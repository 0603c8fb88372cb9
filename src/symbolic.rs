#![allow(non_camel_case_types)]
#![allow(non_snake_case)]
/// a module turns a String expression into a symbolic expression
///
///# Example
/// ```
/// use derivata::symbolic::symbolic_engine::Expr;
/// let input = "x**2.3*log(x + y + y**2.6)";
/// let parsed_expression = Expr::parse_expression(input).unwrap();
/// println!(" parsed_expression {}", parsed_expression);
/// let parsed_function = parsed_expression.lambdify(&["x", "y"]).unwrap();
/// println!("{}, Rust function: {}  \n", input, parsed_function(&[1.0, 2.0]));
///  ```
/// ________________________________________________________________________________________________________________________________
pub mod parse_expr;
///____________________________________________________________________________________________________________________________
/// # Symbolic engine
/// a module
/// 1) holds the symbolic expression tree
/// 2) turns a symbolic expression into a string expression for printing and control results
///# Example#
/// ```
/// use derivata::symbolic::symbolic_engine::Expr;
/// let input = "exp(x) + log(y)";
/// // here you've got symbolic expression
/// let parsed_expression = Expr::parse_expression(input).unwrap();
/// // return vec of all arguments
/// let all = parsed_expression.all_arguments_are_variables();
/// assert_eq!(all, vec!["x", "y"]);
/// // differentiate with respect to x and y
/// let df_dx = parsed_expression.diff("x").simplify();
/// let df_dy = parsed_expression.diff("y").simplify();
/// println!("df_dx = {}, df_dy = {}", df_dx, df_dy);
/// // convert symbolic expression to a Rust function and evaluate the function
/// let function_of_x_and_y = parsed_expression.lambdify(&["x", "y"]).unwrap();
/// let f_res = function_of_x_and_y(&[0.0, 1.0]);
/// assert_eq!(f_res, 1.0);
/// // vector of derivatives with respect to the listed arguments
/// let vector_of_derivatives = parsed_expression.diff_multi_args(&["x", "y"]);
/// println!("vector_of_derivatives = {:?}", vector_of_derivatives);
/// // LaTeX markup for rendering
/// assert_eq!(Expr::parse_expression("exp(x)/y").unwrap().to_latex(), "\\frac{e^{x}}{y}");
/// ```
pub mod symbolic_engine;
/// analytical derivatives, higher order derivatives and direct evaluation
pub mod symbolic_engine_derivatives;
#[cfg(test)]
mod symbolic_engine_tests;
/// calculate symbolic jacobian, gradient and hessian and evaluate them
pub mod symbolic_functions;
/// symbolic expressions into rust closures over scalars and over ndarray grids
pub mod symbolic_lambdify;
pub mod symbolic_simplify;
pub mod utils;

→ Instructions to follow
Line count for "evaluate": count the lines in the records above that contain this word, and write only the number.

→ Answer section
2